• _EXERCISE_
Show every line below where "Errors" can be found.

*** DATASET EXTRACT Section Begins ***

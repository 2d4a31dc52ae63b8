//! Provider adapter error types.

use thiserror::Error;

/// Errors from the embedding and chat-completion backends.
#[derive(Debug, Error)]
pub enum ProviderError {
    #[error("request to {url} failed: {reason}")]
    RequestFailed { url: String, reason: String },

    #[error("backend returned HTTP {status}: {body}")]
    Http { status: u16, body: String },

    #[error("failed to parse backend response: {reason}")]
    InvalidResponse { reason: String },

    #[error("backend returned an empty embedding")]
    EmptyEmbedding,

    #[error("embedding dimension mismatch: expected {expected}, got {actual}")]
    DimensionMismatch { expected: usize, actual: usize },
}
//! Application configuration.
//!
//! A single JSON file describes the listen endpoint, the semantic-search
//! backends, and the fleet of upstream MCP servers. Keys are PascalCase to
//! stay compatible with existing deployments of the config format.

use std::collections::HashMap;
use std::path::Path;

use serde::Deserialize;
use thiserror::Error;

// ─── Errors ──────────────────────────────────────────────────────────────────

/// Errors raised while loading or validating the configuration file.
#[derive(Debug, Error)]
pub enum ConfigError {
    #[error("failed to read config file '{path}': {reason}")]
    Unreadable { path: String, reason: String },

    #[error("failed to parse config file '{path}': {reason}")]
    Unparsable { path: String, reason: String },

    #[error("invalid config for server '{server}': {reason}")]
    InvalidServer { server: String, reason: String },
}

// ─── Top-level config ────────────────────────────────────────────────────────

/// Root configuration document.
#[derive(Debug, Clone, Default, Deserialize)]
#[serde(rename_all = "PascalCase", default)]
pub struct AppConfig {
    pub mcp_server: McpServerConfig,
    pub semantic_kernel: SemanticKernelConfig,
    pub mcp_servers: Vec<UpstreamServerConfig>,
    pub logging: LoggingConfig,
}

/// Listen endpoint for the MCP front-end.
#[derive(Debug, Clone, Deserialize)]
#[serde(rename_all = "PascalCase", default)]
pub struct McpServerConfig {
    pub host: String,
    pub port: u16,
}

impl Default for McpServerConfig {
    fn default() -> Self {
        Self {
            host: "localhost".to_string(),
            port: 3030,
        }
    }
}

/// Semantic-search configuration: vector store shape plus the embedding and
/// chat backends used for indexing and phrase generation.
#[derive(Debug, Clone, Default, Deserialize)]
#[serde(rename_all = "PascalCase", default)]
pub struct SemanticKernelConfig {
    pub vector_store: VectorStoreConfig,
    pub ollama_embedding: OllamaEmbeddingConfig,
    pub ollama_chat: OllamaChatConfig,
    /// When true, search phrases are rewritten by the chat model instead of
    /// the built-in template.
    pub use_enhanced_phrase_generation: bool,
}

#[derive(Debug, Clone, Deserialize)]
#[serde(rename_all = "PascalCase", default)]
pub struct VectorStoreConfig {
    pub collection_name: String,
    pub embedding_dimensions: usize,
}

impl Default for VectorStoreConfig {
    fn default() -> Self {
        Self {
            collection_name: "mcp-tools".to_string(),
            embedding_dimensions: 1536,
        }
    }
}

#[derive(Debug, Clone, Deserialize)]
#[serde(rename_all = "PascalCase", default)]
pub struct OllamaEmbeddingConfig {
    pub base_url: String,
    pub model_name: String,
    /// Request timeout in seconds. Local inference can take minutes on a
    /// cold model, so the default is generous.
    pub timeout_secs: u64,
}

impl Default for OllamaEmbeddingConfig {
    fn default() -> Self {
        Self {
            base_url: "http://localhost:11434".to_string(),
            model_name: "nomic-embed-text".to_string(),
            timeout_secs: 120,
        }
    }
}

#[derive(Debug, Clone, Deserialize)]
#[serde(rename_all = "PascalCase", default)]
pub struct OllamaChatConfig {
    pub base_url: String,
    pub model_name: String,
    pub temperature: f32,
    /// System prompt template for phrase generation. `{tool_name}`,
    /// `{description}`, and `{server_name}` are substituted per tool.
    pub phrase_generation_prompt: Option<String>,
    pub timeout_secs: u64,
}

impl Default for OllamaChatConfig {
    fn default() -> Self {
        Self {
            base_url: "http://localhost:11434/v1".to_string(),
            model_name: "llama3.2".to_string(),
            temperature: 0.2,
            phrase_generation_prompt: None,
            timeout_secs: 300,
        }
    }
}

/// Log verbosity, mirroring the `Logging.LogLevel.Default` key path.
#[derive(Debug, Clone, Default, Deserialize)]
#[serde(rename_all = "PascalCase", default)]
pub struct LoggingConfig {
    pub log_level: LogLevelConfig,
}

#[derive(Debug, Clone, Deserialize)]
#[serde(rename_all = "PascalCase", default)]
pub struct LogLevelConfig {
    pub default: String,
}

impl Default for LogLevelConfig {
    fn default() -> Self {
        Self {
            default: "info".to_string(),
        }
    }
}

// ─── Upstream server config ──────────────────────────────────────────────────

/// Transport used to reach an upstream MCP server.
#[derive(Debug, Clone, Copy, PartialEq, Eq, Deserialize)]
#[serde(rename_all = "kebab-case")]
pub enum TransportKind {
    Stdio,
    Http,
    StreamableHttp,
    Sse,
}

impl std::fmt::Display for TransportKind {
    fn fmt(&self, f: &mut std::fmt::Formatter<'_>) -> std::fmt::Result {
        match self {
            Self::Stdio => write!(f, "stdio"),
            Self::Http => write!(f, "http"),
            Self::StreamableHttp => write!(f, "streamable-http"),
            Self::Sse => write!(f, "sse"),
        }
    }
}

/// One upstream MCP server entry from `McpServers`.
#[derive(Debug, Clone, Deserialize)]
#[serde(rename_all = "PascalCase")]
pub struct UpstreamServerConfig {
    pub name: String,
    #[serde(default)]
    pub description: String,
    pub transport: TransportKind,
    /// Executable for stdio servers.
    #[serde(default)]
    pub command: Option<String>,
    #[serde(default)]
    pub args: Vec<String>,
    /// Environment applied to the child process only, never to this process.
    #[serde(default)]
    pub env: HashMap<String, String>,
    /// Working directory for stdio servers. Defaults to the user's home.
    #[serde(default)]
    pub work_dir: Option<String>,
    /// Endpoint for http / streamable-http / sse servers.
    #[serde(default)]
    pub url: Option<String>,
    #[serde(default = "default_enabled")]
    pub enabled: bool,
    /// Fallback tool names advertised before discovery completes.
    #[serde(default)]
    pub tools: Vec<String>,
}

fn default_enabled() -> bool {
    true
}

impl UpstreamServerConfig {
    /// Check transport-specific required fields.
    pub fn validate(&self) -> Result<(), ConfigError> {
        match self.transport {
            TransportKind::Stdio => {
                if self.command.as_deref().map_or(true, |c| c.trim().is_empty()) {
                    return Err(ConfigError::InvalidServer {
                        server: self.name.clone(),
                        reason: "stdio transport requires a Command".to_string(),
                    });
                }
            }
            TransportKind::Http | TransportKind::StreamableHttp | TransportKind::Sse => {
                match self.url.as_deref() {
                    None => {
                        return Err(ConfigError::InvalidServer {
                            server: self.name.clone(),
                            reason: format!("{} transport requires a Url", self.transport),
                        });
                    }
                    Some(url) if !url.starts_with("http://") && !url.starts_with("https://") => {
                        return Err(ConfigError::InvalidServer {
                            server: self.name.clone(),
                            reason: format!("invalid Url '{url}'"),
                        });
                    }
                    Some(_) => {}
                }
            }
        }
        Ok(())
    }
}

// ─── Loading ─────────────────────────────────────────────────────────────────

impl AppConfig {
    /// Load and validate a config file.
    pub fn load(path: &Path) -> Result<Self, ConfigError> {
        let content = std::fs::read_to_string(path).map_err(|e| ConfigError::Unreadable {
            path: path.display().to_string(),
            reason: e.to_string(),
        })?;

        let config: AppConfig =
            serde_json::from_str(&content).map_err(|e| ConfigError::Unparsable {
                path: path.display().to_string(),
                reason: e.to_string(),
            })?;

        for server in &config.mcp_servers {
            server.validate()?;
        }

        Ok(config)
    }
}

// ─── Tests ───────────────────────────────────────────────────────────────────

*** DATASET EXTRACT Section Ends ***

• _RESULT OF THE EXERCISE_
/// Errors from the embedding and chat-completion backends.
// ─── Errors ──────────────────────────────────────────────────────────────────
/// Errors raised while loading or validating the configuration file.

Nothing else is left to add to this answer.